Form 8-K

 

 

UNITED STATES

SECURITIES AND EXCHANGE COMMISSION

Washington, D.C. 20549

 

 

FORM 8-K

 

 

CURRENT REPORT

Pursuant to Section 13 or 15(d) of the

Securities Exchange Act of 1934

Date of Report (Date of earliest event reported): April 9, 2010

 

 

HARTE-HANKS, INC.

(Exact name of registrant as specified in its charter)

 

 

 

Delaware   001-7120   74-1677284

(State or other jurisdiction

of incorporation)

 

(Commission

File Number)

 

(IRS Employer

Identification No.)

9601 McAllister Freeway, Suite 610

San Antonio, Texas 78216

(210) 829-9000

(Address of principal executive offices and Registrant’s telephone number, including area code)

 

 

Check the appropriate box below if the Form 8-K filing is intended to simultaneously satisfy the filing obligation of the registrant under any of the following provisions (see General Instruction A.2. below):

 

¨ Written communications pursuant to Rule 425 under the Securities Act (17 CFR 230.425)

 

¨ Soliciting material pursuant to Rule 14a-12 under the Exchange Act (17 CFR 240.14a-12)

 

¨ Pre-commencement communications pursuant to Rule 14d-2(b) under the Exchange Act (17 CFR 240.14d-2(b))

 

¨ Pre-commencement communications pursuant to Rule 13e-4(c) under the Exchange Act (17 CFR 240.13e-4(c))

 

 

 


Item 5.02 Departure of Directors or Certain Officers; Election of Directors; Appointment of Certain Officers; Compensatory Arrangements of Certain Officers

On April 1, 2010, Harte-Hanks announced by press release that it has appointed Robert L. R. Munden, age 41, as its Senior Vice President, General Counsel and Secretary, effective April 1, 2010. Mr. Munden will join Harte-Hanks’ San Antonio, Texas corporate headquarters. Harte-Hanks anticipates that Mr. Munden will qualify as a named executive officer for subsequent periods.

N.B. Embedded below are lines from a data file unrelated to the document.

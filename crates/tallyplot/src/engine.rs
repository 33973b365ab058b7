//! Chart engine - shared configuration and collaborators for one dashboard.

use tallyplot_geometry::chart::{
    AggregateOptions, Aggregation, BarLayout, Captions, CenterLabel, ChartId, DefaultCaptions,
    EngineConfig, GradientId, HoverModel, LineChart, NEUTRAL_COLOR, Palette, RadialConfig,
    RadialGeometry, Rect, Series, SeriesPalette, StackedBar, StackedLayout, TooltipPosition,
    aggregate_with_palette, build_bar_layout, build_gauge_geometry, build_radial_geometry,
    build_stacked_layout, compute_tooltip_position,
};
use tallyplot_geometry::{ChartResult, Color, Vec2};

/// Bundles the engine configuration with the palette and caption providers.
///
/// Each method is a thin wrapper over the matching geometry builder that
/// fills in the shared settings. The engine holds no per-chart state; hover
/// models and line charts it creates are owned by the caller.
///
/// # Example
///
/// ```
/// use tallyplot::ChartEngine;
/// use tallyplot::chart::Series;
///
/// let engine = ChartEngine::builder().build().unwrap();
/// let series = Series::from_pairs([("Open", 3.0), ("Closed", 1.0)]);
/// let donut = engine.donut(&series, 80.0, 50.0);
///
/// assert_eq!(engine.center_label(&donut).caption, "Total");
/// ```
pub struct ChartEngine {
    config: EngineConfig,
    palette: Box<dyn Palette>,
    captions: Box<dyn Captions>,
}

impl ChartEngine {
    /// Create a new engine builder.
    pub fn builder() -> ChartEngineBuilder {
        ChartEngineBuilder::new()
    }

    pub fn config(&self) -> &EngineConfig {
        &self.config
    }

    pub fn palette(&self) -> &dyn Palette {
        self.palette.as_ref()
    }

    pub fn captions(&self) -> &dyn Captions {
        self.captions.as_ref()
    }

    /// Aggregation options from the config.
    pub fn aggregate_options(&self) -> AggregateOptions {
        self.config.aggregate_options()
    }

    /// Group records by key, summing the values `value_fn` extracts.
    ///
    /// Groups are colored from the engine palette by their final index.
    pub fn aggregate<R, K, FK, FV>(
        &self,
        records: impl IntoIterator<Item = R>,
        key_fn: FK,
        value_fn: FV,
    ) -> Aggregation
    where
        K: Into<String>,
        FK: FnMut(&R) -> Option<K>,
        FV: FnMut(&R) -> Option<f64>,
    {
        aggregate_with_palette(
            records,
            key_fn,
            value_fn,
            |_| None,
            &self.aggregate_options(),
            self.palette.as_ref(),
        )
    }

    /// Donut geometry; pass `inner_radius = 0` for a pie.
    pub fn donut(&self, series: &Series, outer_radius: f32, inner_radius: f32) -> RadialGeometry {
        let config = self.config.radial_config(outer_radius, inner_radius);
        build_radial_geometry(series, &config, self.palette.as_ref())
    }

    /// Semicircular gauge of `value` out of `max`.
    pub fn gauge(
        &self,
        value: f64,
        max: f64,
        color: Color,
        outer_radius: f32,
        inner_radius: f32,
    ) -> RadialGeometry {
        let config = RadialConfig::gauge(outer_radius, inner_radius)
            .with_anchor_ratio(self.config.tooltip_anchor_ratio);
        build_gauge_geometry(value, max, color, NEUTRAL_COLOR, &config)
    }

    /// Center label of a donut using the engine captions.
    pub fn center_label(&self, geometry: &RadialGeometry) -> CenterLabel {
        geometry.center_label(self.captions.as_ref())
    }

    /// A line chart of fixed `height`; its width comes from the host on
    /// every refresh.
    pub fn line_chart(&self, series: Series, height: f32) -> LineChart {
        LineChart::new(series, self.config.spline_config(0.0, height))
    }

    pub fn bars(&self, series: &Series, available_space: f32) -> BarLayout {
        build_bar_layout(series, &self.config.bar_config(available_space))
    }

    pub fn stacked_bars(&self, bars: &[StackedBar], available_space: f32) -> StackedLayout {
        build_stacked_layout(bars, &self.config.bar_config(available_space))
    }

    /// Place a tooltip box for `anchor` within `bounds`.
    pub fn tooltip(&self, anchor: Vec2, box_size: Vec2, bounds: Rect) -> TooltipPosition {
        compute_tooltip_position(anchor, box_size, bounds, &self.config.tooltip_config())
    }

    /// A fresh hover model for one chart instance.
    pub fn hover_model<K: Copy + PartialEq + std::fmt::Debug>(&self) -> HoverModel<K> {
        self.config.hover_model()
    }

    /// Gradient id for `color` in the chart named `chart`.
    pub fn gradient_id(&self, chart: &str, color: Color) -> GradientId {
        GradientId::new(ChartId::from_name(chart), color)
    }
}

impl Default for ChartEngine {
    fn default() -> Self {
        Self {
            config: EngineConfig::default(),
            palette: Box::new(SeriesPalette),
            captions: Box::new(DefaultCaptions),
        }
    }
}

impl std::fmt::Debug for ChartEngine {
    fn fmt(&self, f: &mut std::fmt::Formatter<'_>) -> std::fmt::Result {
        f.debug_struct("ChartEngine")
            .field("config", &self.config)
            .finish_non_exhaustive()
    }
}

/// Builder for constructing a [`ChartEngine`].
///
/// # Example
///
/// ```
/// use tallyplot::ChartEngine;
/// use tallyplot::chart::EngineConfig;
/// use tallyplot::geometry::Color;
///
/// let engine = ChartEngine::builder()
///     .config(EngineConfig { dimmed_opacity: 0.4, ..Default::default() })
///     .palette(vec![Color::from_hex(0x1F77B4), Color::from_hex(0xFF7F0E)])
///     .build()
///     .unwrap();
///
/// assert_eq!(engine.hover_model::<usize>().dimmed_opacity(), 0.4);
/// ```
pub struct ChartEngineBuilder {
    config: EngineConfig,
    palette: Box<dyn Palette>,
    captions: Box<dyn Captions>,
}

impl ChartEngineBuilder {
    pub fn new() -> Self {
        let ChartEngine {
            config,
            palette,
            captions,
        } = ChartEngine::default();
        Self {
            config,
            palette,
            captions,
        }
    }

    /// Replace the configuration.
    pub fn config(mut self, config: EngineConfig) -> Self {
        self.config = config;
        self
    }

    /// Replace the fallback palette.
    pub fn palette(mut self, palette: impl Palette + 'static) -> Self {
        self.palette = Box::new(palette);
        self
    }

    /// Replace the caption provider.
    pub fn captions(mut self, captions: impl Captions + 'static) -> Self {
        self.captions = Box::new(captions);
        self
    }

    /// Load the configuration from a TOML document.
    #[cfg(feature = "serde")]
    pub fn config_toml(self, text: &str) -> ChartResult<Self> {
        let config = EngineConfig::from_toml_str(text)?;
        Ok(self.config(config))
    }

    /// Validate the configuration and build the engine.
    pub fn build(self) -> ChartResult<ChartEngine> {
        self.config.validate()?;
        tracing::debug!("Built chart engine: {:?}", self.config);
        Ok(ChartEngine {
            config: self.config,
            palette: self.palette,
            captions: self.captions,
        })
    }
}

impl Default for ChartEngineBuilder {
    fn default() -> Self {
        Self::new()
    }
}

#[cfg(test)]
mod tests {
    use super::*;
    use std::borrow::Cow;
    use tallyplot_geometry::ChartError;
    use tallyplot_geometry::chart::{DEFAULT_DIMMED_OPACITY, TriState};

    struct German;

    impl Captions for German {
        fn total(&self) -> Cow<'_, str> {
            Cow::Borrowed("Gesamt")
        }

        fn no_data(&self) -> Cow<'_, str> {
            Cow::Borrowed("Keine Daten")
        }

        fn category(&self, category: TriState) -> Cow<'_, str> {
            Cow::Borrowed(match category {
                TriState::Pass => "Bestanden",
                TriState::Fail => "Nicht bestanden",
                TriState::NotApplicable => "k. A.",
            })
        }
    }

    #[test]
    fn test_engine_builder() {
        let engine = ChartEngine::builder().build().unwrap();
        assert_eq!(engine.config(), &EngineConfig::default());
        assert_eq!(
            engine.hover_model::<usize>().dimmed_opacity(),
            DEFAULT_DIMMED_OPACITY
        );
    }

    #[test]
    fn test_invalid_config_is_rejected() {
        let result = ChartEngine::builder()
            .config(EngineConfig {
                spline_tension: -1.0,
                ..Default::default()
            })
            .build();
        assert_eq!(result.unwrap_err(), ChartError::InvalidTension(-1.0));
    }

    #[test]
    fn test_custom_captions() {
        let engine = ChartEngine::builder().captions(German).build().unwrap();
        let empty = engine.donut(&Series::default(), 50.0, 30.0);
        assert_eq!(engine.center_label(&empty).caption, "Keine Daten");
        assert_eq!(engine.captions().category(TriState::Fail), "Nicht bestanden");
    }

    #[test]
    fn test_engine_palette_colors_aggregation() {
        let red = Color::rgb(1.0, 0.0, 0.0);
        let engine = ChartEngine::builder().palette(vec![red]).build().unwrap();
        let result = engine.aggregate(["a", "b", "a"], |r| Some(*r), |_| Some(1.0));
        assert!(result.series.iter().all(|p| p.color == Some(red)));
    }

    #[test]
    fn test_unlimited_groups_cycle_the_palette() {
        let engine = ChartEngine::builder()
            .config(EngineConfig {
                top_n: None,
                ..Default::default()
            })
            .build()
            .unwrap();
        let keys: Vec<String> = (0..10).map(|i| format!("k{i}")).collect();
        let result = engine.aggregate(
            keys.iter().map(String::as_str),
            |k| Some(*k),
            |_| Some(1.0),
        );

        let colors: Vec<_> = result.series.iter().map(|p| p.color.unwrap()).collect();
        assert_eq!(colors.len(), 10);
        for (i, color) in colors.iter().enumerate() {
            assert_eq!(*color, SeriesPalette.color(i));
        }
        assert_ne!(colors[0], colors[1]);
        assert_ne!(colors[1], colors[2]);
    }

    #[test]
    fn test_gauge_uses_neutral_track() {
        let engine = ChartEngine::default();
        let gauge = engine.gauge(25.0, 100.0, Color::BLACK, 60.0, 45.0);
        assert_eq!(gauge.segments[1].color, NEUTRAL_COLOR);
        assert_eq!(gauge.config.sweep, 180.0);
    }

    #[test]
    fn test_gradient_ids_are_stable() {
        let engine = ChartEngine::default();
        let color = Color::from_hex(0x5CABED);
        assert_eq!(
            engine.gradient_id("overview", color),
            engine.gradient_id("overview", color)
        );
    }
}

From April 2005 through March 2010, Mr. Munden served as Vice President and Corporate Counsel of Safeguard Scientifics, Inc., a NYSE-listed life sciences and technology holding company. From June 2002 through April 2005, Mr. Munden served as Corporate Counsel, North America for Taylor Nelson Sofres, a market research company which is now a division of WPP PLC. From November 1999 through December 2001, Mr. Munden served as Vice President, General Counsel and Secretary of Naviant, Inc., an internet marketing and database services firm. Prior to his employment with Naviant, Mr. Munden was an associate with the law firm Brobeck, Phleger & Harrison, LLP in Austin, Texas, and an armor and cavalry officer with the U.S. Army, serving in the U.S. and Germany. Mr. Munden earned his B.S. from the United States Military Academy, West Point, New York, and his J.D. from the University of Texas School of Law, Austin, Texas.

Mr. Munden’s compensation includes the following: (1) a base salary of $250,000 per year, (2) eligibility for an annual bonus of up to 85% of his annual base salary (pro-rated from his April 1, 2010, start date during his first year), subject to Harte-Hanks’ achievement of performance goals established by the Compensation Committee each year, (3) a monthly automobile allowance of $975, (4) participation in Harte-Hanks’ non-qualified pension restoration plan, (5) eligibility for company-paid life insurance benefits consisting of 10 annual payments of $70,000 each, payable over the 10-year period following death, (6) eligibility for future long-term incentive plan awards in accordance with Harte-Hanks’ then-applicable compensation practices for executives, and (7) other benefits generally available to Harte-Hanks’ employees, such as health insurance and 401(k) matching payments.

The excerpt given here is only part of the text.